They found that two massive tsunamis raged through the area, probably within a few million years of each other; the first washed over an area of about 800,000 square kilometers and the second swamped an area of roughly 1 million square kilometers.

The typical wave height as the water hit the shore would have likely been about 50 meters but, at various locations, could have ranged anywhere from 10 to 120 meters or so. That’s far taller than the 39-meter wave that hit Japan after the 9.0 Tohoku earthquake in 2011.

What could have caused such a massive wave? The scientists have a guess: a space-borne missile such as an asteroid or comet smashing into the planet. An impact capable of moving mountains of water would have left a crater at least 30 kilometers across — and the scientists on Rodriguez’s team said they found about 23 such “marine impact craters” in the region near the debris lobes.
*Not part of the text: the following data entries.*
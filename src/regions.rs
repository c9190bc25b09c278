use crate::edge::{horizontal_closed, vertical_closed};
use crate::error::{PatternError, Result};
use crate::labeling::{Island, LabelGrid};
use crate::sequence::StitchSequences;
use serde::{Deserialize, Serialize};
use std::collections::VecDeque;

/// A maximal set of cells connected through open edges.
#[derive(Debug, Clone, PartialEq, Serialize, Deserialize)]
#[serde(rename_all = "camelCase")]
pub struct IslandRegion {
    pub id: usize,
    pub area: usize,
    /// First cell of the island in row-major order.
    pub origin_x: usize,
    pub origin_y: usize,
    pub min_x: usize,
    pub min_y: usize,
    pub max_x: usize,
    pub max_y: usize,
    pub centroid_x: f32,
    pub centroid_y: f32,
}

impl IslandRegion {
    pub fn label(&self, labels: &LabelGrid) -> Option<Island> {
        labels.get(self.origin_x, self.origin_y)
    }
}

#[derive(Debug, Clone, PartialEq, Serialize)]
#[serde(rename_all = "camelCase")]
pub struct IslandMap {
    pub width: usize,
    pub height: usize,
    pub regions: Vec<IslandRegion>,
    region_ids: Vec<usize>,
}

impl IslandMap {
    pub fn region_at(&self, x: usize, y: usize) -> Option<&IslandRegion> {
        if x >= self.width || y >= self.height {
            return None;
        }
        self.regions.get(self.region_ids[y * self.width + x])
    }

    pub fn len(&self) -> usize {
        self.regions.len()
    }

    pub fn is_empty(&self) -> bool {
        self.regions.is_empty()
    }
}

const NO_REGION: usize = usize::MAX;

pub fn find_islands(sequences: &StitchSequences) -> Result<IslandMap> {
    if !sequences.is_allocated() {
        return Err(PatternError::NotAllocated);
    }
    let width = sequences.width();
    let height = sequences.height();
    let len = width * height;
    let horizontal = sequences.horizontal();
    let vertical = sequences.vertical();

    let mut region_ids = Vec::new();
    region_ids.try_reserve_exact(len)?;
    region_ids.resize(len, NO_REGION);
    let mut regions = Vec::<IslandRegion>::new();
    let mut queue = VecDeque::<usize>::new();
    let mut cells = Vec::<usize>::new();

    for start in 0..len {
        if region_ids[start] != NO_REGION {
            continue;
        }

        let id = regions.len();
        region_ids[start] = id;
        queue.push_back(start);
        cells.clear();

        let mut sum_x = 0.0f64;
        let mut sum_y = 0.0f64;
        let mut min_x = width;
        let mut min_y = height;
        let mut max_x = 0;
        let mut max_y = 0;

        while let Some(idx) = queue.pop_front() {
            cells.push(idx);

            let x = idx % width;
            let y = idx / width;
            sum_x += x as f64 + 0.5;
            sum_y += y as f64 + 0.5;
            min_x = min_x.min(x);
            min_y = min_y.min(y);
            max_x = max_x.max(x);
            max_y = max_y.max(y);

            let mut enqueue = |n: usize| {
                if region_ids[n] == NO_REGION {
                    region_ids[n] = id;
                    queue.push_back(n);
                }
            };

            if x > 0 && !vertical_closed(horizontal, x - 1, y) {
                enqueue(idx - 1);
            }
            if x + 1 < width && !vertical_closed(horizontal, x, y) {
                enqueue(idx + 1);
            }
            if y > 0 && !horizontal_closed(vertical, x, y - 1) {
                enqueue(idx - width);
            }
            if y + 1 < height && !horizontal_closed(vertical, x, y) {
                enqueue(idx + width);
            }
        }

        let (centroid_x, centroid_y) = pick_island_centroid(width, &cells, sum_x, sum_y);
        regions.push(IslandRegion {
            id,
            area: cells.len(),
            origin_x: start % width,
            origin_y: start / width,
            min_x,
            min_y,
            max_x,
            max_y,
            centroid_x,
            centroid_y,
        });
    }

    Ok(IslandMap {
        width,
        height,
        regions,
        region_ids,
    })
}

/// Mean cell center, or the nearest member cell when the mean falls outside
/// the island (rings and corridors).
fn pick_island_centroid(width: usize, cells: &[usize], sum_x: f64, sum_y: f64) -> (f32, f32) {
    let area = cells.len().max(1) as f64;
    let mean_x = sum_x / area;
    let mean_y = sum_y / area;

    let target = (mean_y.floor() as usize) * width + mean_x.floor() as usize;
    if cells.contains(&target) {
        return (mean_x as f32, mean_y as f32);
    }

    let nearest = cells.iter().copied().min_by(|a, b| {
        let da = distance_sq(width, *a, mean_x, mean_y);
        let db = distance_sq(width, *b, mean_x, mean_y);
        da.total_cmp(&db)
    });
    match nearest {
        Some(idx) => ((idx % width) as f32 + 0.5, (idx / width) as f32 + 0.5),
        None => (mean_x as f32, mean_y as f32),
    }
}

fn distance_sq(width: usize, idx: usize, mean_x: f64, mean_y: f64) -> f64 {
    let cx = (idx % width) as f64 + 0.5;
    let cy = (idx / width) as f64 + 0.5;
    (cx - mean_x) * (cx - mean_x) + (cy - mean_y) * (cy - mean_y)
}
Of course, it’s just a hypothesis for the moment, because they can’t match a particular crater to one of the events. But their story makes sense, given that similar things have happened on Earth: The asteroid that killed the dinosaurs some 66 million years ago launched a massive tsunami as well.

“To see these types of events that we’re familiar with on Earth and to see similar features on Mars is really exciting,” said Lisa Ely, a geologist at Central Washington University who studies tsunamis on Earth and was not involved in the research. “There’s no reason to think Earth is the only dynamic planet out there.”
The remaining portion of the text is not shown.